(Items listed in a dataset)
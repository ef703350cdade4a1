//! Example: Coordinated Passive Scan
//!
//! This example runs one coordinated passive scan against the first
//! available Bluetooth adapter and prints an annotated report for each
//! observed device.
//!
//! Run with: `cargo run --example passive_scan`

use std::sync::Arc;
use std::time::Duration;

use btlescan_core::{BtleplugRadio, ScanCoordinator, ScanOutcome};
use btlescan_store::SqliteKv;

#[tokio::main]
async fn main() -> Result<(), Box<dyn std::error::Error>> {
    // Initialize logging
    tracing_subscriber::fmt::init();

    let store = Arc::new(SqliteKv::open_default()?);
    let radio = Arc::new(BtleplugRadio::new().await?);
    let coordinator = ScanCoordinator::embedded(store, radio)?;

    println!("Scanning for BLE advertisements (10s)...");
    println!();

    match coordinator.scan_with_retry(Duration::from_secs(10), 3).await? {
        ScanOutcome::Complete(reports) => {
            if reports.is_empty() {
                println!("No devices observed.");
            } else {
                println!("Observed {} device(s):", reports.len());
                println!();
                for report in &reports {
                    let rssi = report
                        .record
                        .rssi
                        .map(|r| format!("{} dBm", r))
                        .unwrap_or_else(|| "N/A".to_string());

                    println!("  {} [{}]", report.record.addr, report.record.addr_type);
                    println!("    Fingerprint: {}", report.fingerprint);
                    if let Some(name) = report.record.local_name() {
                        println!("    Name: {}", name);
                    }
                    if let Some(ref manufacturer) = report.manufacturer {
                        println!("    Manufacturer: {}", manufacturer);
                    }
                    println!("    RSSI: {}", rssi);
                    println!();
                }
            }
        }
        ScanOutcome::LockContention => {
            println!("Another scanner holds the lock; try again later.");
        }
        ScanOutcome::RadioError { failures } => {
            println!("Adapter failure ({} within the last hour).", failures);
        }
    }

    Ok(())
}
//! Core data types for passive BLE scanning.

use std::collections::BTreeMap;
use std::fmt;
use std::str::FromStr;

use crate::error::ParseError;
use crate::gap;

/// The advertised address type of a BLE device.
///
/// Only a `Public` address is a reliable stable identifier. Devices using
/// the BLE privacy feature advertise a `Random` address that rotates
/// periodically, which is why fingerprinting exists at all.
#[derive(Debug, Clone, Copy, PartialEq, Eq, Hash)]
#[cfg_attr(feature = "serde", derive(serde::Serialize, serde::Deserialize))]
#[cfg_attr(feature = "serde", serde(rename_all = "lowercase"))]
pub enum AddressType {
    /// Fixed, globally-registered address.
    Public,
    /// Randomized (private) address, rotated by the device.
    Random,
}

impl AddressType {
    /// Whether the advertised address can be trusted as a stable identifier.
    pub fn is_stable(self) -> bool {
        matches!(self, Self::Public)
    }
}

impl fmt::Display for AddressType {
    fn fmt(&self, f: &mut fmt::Formatter<'_>) -> fmt::Result {
        match self {
            Self::Public => write!(f, "public"),
            Self::Random => write!(f, "random"),
        }
    }
}

impl FromStr for AddressType {
    type Err = ParseError;

    fn from_str(s: &str) -> Result<Self, Self::Err> {
        match s {
            "public" => Ok(Self::Public),
            "random" => Ok(Self::Random),
            other => Err(ParseError::UnknownAddressType(other.to_string())),
        }
    }
}

/// One BLE advertising report.
///
/// Carries the advertised address, its type, and the AD structures observed
/// in the advertisement, keyed by GAP AD type. A `BTreeMap` keeps field
/// iteration deterministic.
#[derive(Debug, Clone, PartialEq, Eq)]
#[cfg_attr(feature = "serde", derive(serde::Serialize, serde::Deserialize))]
pub struct AdvertisementRecord {
    /// Advertised address, normalized to lowercase.
    pub addr: String,
    /// Address type; only `public` addresses are stable.
    pub addr_type: AddressType,
    /// Signal strength at the time of the report, if reported.
    pub rssi: Option<i16>,
    /// AD structures keyed by GAP AD type.
    pub fields: BTreeMap<u8, Vec<u8>>,
}

impl AdvertisementRecord {
    /// Create an empty record for the given address.
    pub fn new(addr: impl Into<String>, addr_type: AddressType) -> Self {
        Self {
            addr: addr.into().to_lowercase(),
            addr_type,
            rssi: None,
            fields: BTreeMap::new(),
        }
    }

    /// Attach an AD field, replacing any previous value of the same type.
    #[must_use]
    pub fn with_field(mut self, ad_type: u8, value: Vec<u8>) -> Self {
        self.fields.insert(ad_type, value);
        self
    }

    /// Set the reported signal strength.
    #[must_use]
    pub fn with_rssi(mut self, rssi: i16) -> Self {
        self.rssi = Some(rssi);
        self
    }

    /// Raw bytes of an AD field, if the advertisement carried it.
    pub fn field(&self, ad_type: u8) -> Option<&[u8]> {
        self.fields.get(&ad_type).map(Vec::as_slice)
    }

    /// Textual representation of an AD field.
    ///
    /// Local-name fields decode as UTF-8 (lossy); every other type renders
    /// as lowercase hex of the raw value bytes.
    pub fn field_text(&self, ad_type: u8) -> Option<String> {
        self.field(ad_type).map(|value| {
            if gap::is_text_type(ad_type) {
                String::from_utf8_lossy(value).into_owned()
            } else {
                hex(value)
            }
        })
    }

    /// The advertised local name, preferring the complete form.
    pub fn local_name(&self) -> Option<String> {
        self.field_text(gap::COMPLETE_LOCAL_NAME)
            .or_else(|| self.field_text(gap::SHORT_LOCAL_NAME))
    }

    /// Raw manufacturer-specific data, if present.
    pub fn manufacturer_data(&self) -> Option<&[u8]> {
        self.field(gap::MANUFACTURER_SPECIFIC)
    }
}

/// One row of the manufacturer reference dataset.
///
/// The dataset is a JSON array of these entries, matching the Bluetooth SIG
/// company identifier table.
#[derive(Debug, Clone, PartialEq, Eq)]
#[cfg_attr(feature = "serde", derive(serde::Serialize, serde::Deserialize))]
pub struct ManufacturerEntry {
    /// Assigned 16-bit company identifier.
    pub code: u16,
    /// Human-readable vendor name.
    pub name: String,
}

/// Lowercase hex encoding of a byte slice.
pub fn hex(bytes: &[u8]) -> String {
    use std::fmt::Write;

    let mut out = String::with_capacity(bytes.len() * 2);
    for b in bytes {
        // Writing to a String cannot fail.
        let _ = write!(out, "{:02x}", b);
    }
    out
}
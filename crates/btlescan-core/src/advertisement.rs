//! Raw BLE advertising payload parsing.
//!
//! An advertising payload is a sequence of AD structures, each encoded as
//! `length (1 byte) | ad_type (1 byte) | value (length-1 bytes)`. This
//! module parses that wire form into [`AdvertisementRecord`] fields for
//! radio backends that expose the raw payload (e.g. HCI monitors), and is
//! the reference implementation the mock radio and tests build records
//! against.

use bytes::Buf;

use btlescan_types::{AddressType, AdvertisementRecord, ParseError, ParseResult};

/// Parse a raw advertising payload into `(ad_type, value)` elements.
///
/// A zero length octet terminates the significant part of the payload early;
/// anything after it is padding and is ignored.
///
/// # Errors
///
/// Returns [`ParseError::Truncated`] if an AD structure declares more bytes
/// than the payload contains. Malformed input never panics.
pub fn parse_ad_structures(payload: &[u8]) -> ParseResult<Vec<(u8, Vec<u8>)>> {
    let mut buf = payload;
    let mut elements = Vec::new();

    while buf.has_remaining() {
        let declared = buf.get_u8() as usize;
        if declared == 0 {
            break;
        }
        if buf.remaining() < declared {
            return Err(ParseError::Truncated {
                declared,
                remaining: buf.remaining(),
            });
        }
        let ad_type = buf.get_u8();
        let value = buf.copy_to_bytes(declared - 1).to_vec();
        elements.push((ad_type, value));
    }

    Ok(elements)
}

/// Build an [`AdvertisementRecord`] from an address and a raw payload.
///
/// Later occurrences of an AD type replace earlier ones, matching how
/// scan-response data overlays advertising data.
pub fn record_from_payload(
    addr: &str,
    addr_type: AddressType,
    payload: &[u8],
) -> ParseResult<AdvertisementRecord> {
    let mut record = AdvertisementRecord::new(addr, addr_type);
    for (ad_type, value) in parse_ad_structures(payload)? {
        record.fields.insert(ad_type, value);
    }
    Ok(record)
}

#[cfg(test)]
mod tests {
    use super::*;
    use btlescan_types::gap;

    #[test]
    fn test_parse_typical_payload() {
        // Flags, complete local name "ABCD", Apple manufacturer prefix.
        let payload: &[u8] = &[
            0x02, 0x01, 0x06, // Flags = 0x06
            0x05, 0x09, b'A', b'B', b'C', b'D', // Complete Local Name
            0x03, 0xFF, 0x4C, 0x00, // Manufacturer-Specific
        ];

        let record =
            record_from_payload("AA:BB:CC:DD:EE:FF", AddressType::Random, payload).unwrap();

        assert_eq!(record.field(gap::FLAGS), Some(&[0x06][..]));
        assert_eq!(
            record.field_text(gap::COMPLETE_LOCAL_NAME).as_deref(),
            Some("ABCD")
        );
        assert_eq!(
            record.field_text(gap::MANUFACTURER_SPECIFIC).as_deref(),
            Some("4c00")
        );
    }

    #[test]
    fn test_parse_empty_payload() {
        assert!(parse_ad_structures(&[]).unwrap().is_empty());
    }

    #[test]
    fn test_zero_length_terminates() {
        // One valid structure, then a zero length octet and garbage padding.
        let payload: &[u8] = &[0x02, 0x0A, 0xF4, 0x00, 0xDE, 0xAD];
        let elements = parse_ad_structures(payload).unwrap();
        assert_eq!(elements, vec![(gap::TX_POWER, vec![0xF4])]);
    }

    #[test]
    fn test_truncated_structure() {
        // Declares 5 bytes but only 2 follow.
        let payload: &[u8] = &[0x05, 0x09, b'A'];
        let err = parse_ad_structures(payload).unwrap_err();
        assert!(matches!(
            err,
            ParseError::Truncated {
                declared: 5,
                remaining: 2
            }
        ));
    }

    #[test]
    fn test_duplicate_type_last_wins() {
        let payload: &[u8] = &[
            0x04, 0x08, b'T', b'h', b'e', // Short name from advertising data
            0x07, 0x08, b'T', b'h', b'e', b'r', b'm', b'o', // from scan response
        ];
        let record = record_from_payload("aa:bb:cc:dd:ee:ff", AddressType::Random, payload).unwrap();
        assert_eq!(
            record.field_text(gap::SHORT_LOCAL_NAME).as_deref(),
            Some("Thermo")
        );
    }
}

#[cfg(test)]
mod proptests {
    use super::*;
    use proptest::prelude::*;

    proptest! {
        /// Parsing random payload bytes should never panic.
        /// It may return an error, but should always be safe.
        #[test]
        fn parse_ad_structures_never_panics(payload: Vec<u8>) {
            let _ = parse_ad_structures(&payload);
        }

        /// Well-formed payloads always parse.
        #[test]
        fn single_structure_round_trips(ad_type: u8, value in proptest::collection::vec(any::<u8>(), 0..=28)) {
            let mut payload = vec![(value.len() + 1) as u8, ad_type];
            payload.extend_from_slice(&value);

            let elements = parse_ad_structures(&payload).unwrap();
            prop_assert_eq!(elements, vec![(ad_type, value)]);
        }
    }
}
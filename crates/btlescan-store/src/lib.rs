//! Shared key/value persistence for scan coordination.
//!
//! This crate provides the [`KeyValueStore`] abstraction the scanning core
//! coordinates through: a string key/value store with expiring keys, used
//! for the radio lock, the failure counter, and the manufacturer cache.
//!
//! Two implementations are provided:
//!
//! - [`SqliteKv`]: SQLite-backed, values survive process restarts and
//!   expired keys auto-delete. Suitable for cooperating processes on one
//!   host sharing a database file.
//! - [`MemoryKv`]: in-process HashMap, for tests and single-process use.
//!
//! # Example
//!
//! ```no_run
//! use btlescan_store::{KeyValueStore, SqliteKv};
//! use std::time::Duration;
//!
//! # async fn example() -> btlescan_store::Result<()> {
//! let store = SqliteKv::open_default()?;
//!
//! if store.set_nx("btle-lock", "1").await? {
//!     store.expire("btle-lock", Duration::from_secs(35)).await?;
//!     // ... scan ...
//!     store.delete("btle-lock").await?;
//! }
//! # Ok(())
//! # }
//! ```

mod error;
mod kv;
mod memory;
mod sqlite;

pub use error::{Error, Result};
pub use kv::KeyValueStore;
pub use memory::MemoryKv;
pub use sqlite::SqliteKv;

/// Default database path following platform conventions.
///
/// - Linux: `~/.local/share/btlescan/kv.db`
/// - macOS: `~/Library/Application Support/btlescan/kv.db`
/// - Windows: `C:\Users\<user>\AppData\Local\btlescan\kv.db`
pub fn default_db_path() -> std::path::PathBuf {
    dirs::data_local_dir()
        .unwrap_or_else(|| std::path::PathBuf::from("."))
        .join("btlescan")
        .join("kv.db")
}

[What is being asked]: Lines containing the word "Duration" must be found in the data above and copied.

[Finished task]:
use std::time::Duration;
    match coordinator.scan_with_retry(Duration::from_secs(10), 3).await? {
//! use std::time::Duration;
//!     store.expire("btle-lock", Duration::from_secs(35)).await?;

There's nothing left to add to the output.